Chicken Muscle-Derived ACE2 Upregulating Peptide VVHPKESF Inhibits Angiotensin II-Stimulated Inflammation in Vascular Smooth Muscle Cells via the ACE2/Ang (1–7)/MasR Axis

Abstract

This study aimed to evaluate the modulatory effects of four chicken muscle-derived peptides [VRP, LKY, VRY, and VVHPKESF (V-F)] on angiotensin II (Ang II)-induced inflammation in rat vascular smooth muscle A7r5 cells.
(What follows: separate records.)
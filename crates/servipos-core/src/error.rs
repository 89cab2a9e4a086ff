//! # Error Types
//!
//! Domain-specific error types for servipos-core.
//!
//! ## Error Hierarchy
//! ```text
//! ┌─────────────────────────────────────────────────────────────────────────┐
//! │                         Error Types                                     │
//! │                                                                         │
//! │  servipos-core errors (this file)                                      │
//! │  ├── CoreError        - Rejected calculation requests                  │
//! │  └── ValidationError  - Field-level input failures                     │
//! │                                                                         │
//! │  servipos-cli errors (app crate)                                       │
//! │  └── CliError         - Config, I/O and payload failures               │
//! │                                                                         │
//! │  Flow: ValidationError → CoreError → CliError → exit status            │
//! └─────────────────────────────────────────────────────────────────────────┘
//! ```
//!
//! ## Where Errors Come From
//! The calculators themselves never fail: edge values are clamped or
//! short-circuited to zero, and inputs are assumed to fit in cents.
//! Errors only come from the strict layer in [`crate::validated`] and
//! from parsing amounts and rates out of text.

use thiserror::Error;

// =============================================================================
// Core Error
// =============================================================================

/// Errors returned by the strict calculation wrappers.
#[derive(Debug, Error)]
pub enum CoreError {
    /// An input was outside the documented domain.
    ///
    /// ## When This Occurs
    /// - Tax rate above 100%
    /// - Negative labor, parts, subtotal or discount amount
    /// - Part quantity of zero or above the per-item maximum
    /// - Repair id that is not a UUID
    #[error("Invalid argument: {0}")]
    InvalidArgument(#[from] ValidationError),

    /// Summing `cost × quantity` over a repair's parts overflowed.
    #[error("Parts cost overflow for repair {repair_id}")]
    PartsOverflow { repair_id: String },

    /// An amount, or a total built from it, does not fit in an `i64` of
    /// cents.
    ///
    /// ## When This Occurs
    /// - `unit_price × quantity` on a product line
    /// - A line or repair whose price plus tax exceeds the range
    /// - Running cart sums
    #[error("Amount overflow in {field}")]
    AmountOverflow { field: String },
}

// =============================================================================
// Validation Error
// =============================================================================

/// Input validation errors.
///
/// These errors occur when caller input doesn't meet requirements.
/// Used for early validation before any calculation runs.
#[derive(Debug, Error, PartialEq, Eq)]
pub enum ValidationError {
    /// A required field is missing or empty.
    #[error("{field} is required")]
    Required { field: String },

    /// Numeric value is out of range.
    #[error("{field} must be between {min} and {max}")]
    OutOfRange { field: String, min: i64, max: i64 },

    /// Value must be positive.
    #[error("{field} must be positive")]
    MustBePositive { field: String },

    /// Value must be zero or positive.
    #[error("{field} must not be negative")]
    MustNotBeNegative { field: String },

    /// Invalid format (e.g., invalid UUID, unparseable amount).
    #[error("{field} has invalid format: {reason}")]
    InvalidFormat { field: String, reason: String },

    /// More decimal places than the field supports.
    #[error("{field} must have at most {max} decimal places")]
    TooManyDecimals { field: String, max: u32 },
}

// =============================================================================
// Result Type Alias
// =============================================================================

/// Convenience type alias for Results with CoreError.
pub type CoreResult<T> = Result<T, CoreError>;

// =============================================================================
// Unit Tests
// =============================================================================

#[cfg(test)]
mod tests {
    use super::*;

    #[test]
    fn test_error_messages() {
        let err = CoreError::PartsOverflow {
            repair_id: "R-1".to_string(),
        };
        assert_eq!(err.to_string(), "Parts cost overflow for repair R-1");

        let err = CoreError::AmountOverflow {
            field: "line subtotal".to_string(),
        };
        assert_eq!(err.to_string(), "Amount overflow in line subtotal");
    }

    #[test]
    fn test_validation_error_messages() {
        let err = ValidationError::OutOfRange {
            field: "tax_rate".to_string(),
            min: 0,
            max: 10000,
        };
        assert_eq!(err.to_string(), "tax_rate must be between 0 and 10000");

        let err = ValidationError::MustNotBeNegative {
            field: "labor_cost".to_string(),
        };
        assert_eq!(err.to_string(), "labor_cost must not be negative");
    }

    #[test]
    fn test_validation_converts_to_core_error() {
        let validation_err = ValidationError::Required {
            field: "repair_id".to_string(),
        };
        let core_err: CoreError = validation_err.into();
        assert!(matches!(core_err, CoreError::InvalidArgument(_)));
        assert_eq!(core_err.to_string(), "Invalid argument: repair_id is required");
    }
}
Only V-F could significantly attenuate Ang II-stimulated inflammation via the inhibition of NF-κB and p38 MAPK signaling, being dependent on the Mas receptor (MasR) not on the Ang II type 1 or type 2 receptor (AT1R or AT2R). V-F accelerated Ang II degradation by enhancing cellular ACE2 activity, which was due to ACE2 upregulation other than a direct ACE2 activation. These findings demonstrated that V-F ameliorated Ang II-induced inflammation in A7r5 cells via the ACE2/Ang (1-7)/MasR axis. Three peptide metabolites of V-F─VHPKESF, PKESF, and SF─were identified but were not considered major contributors to V-F's bioactivity. The regulation of peptide V-F on vascular inflammation supported its functional food or nutraceutical application in the prevention and treatment of hypertension and cardiovascular diseases.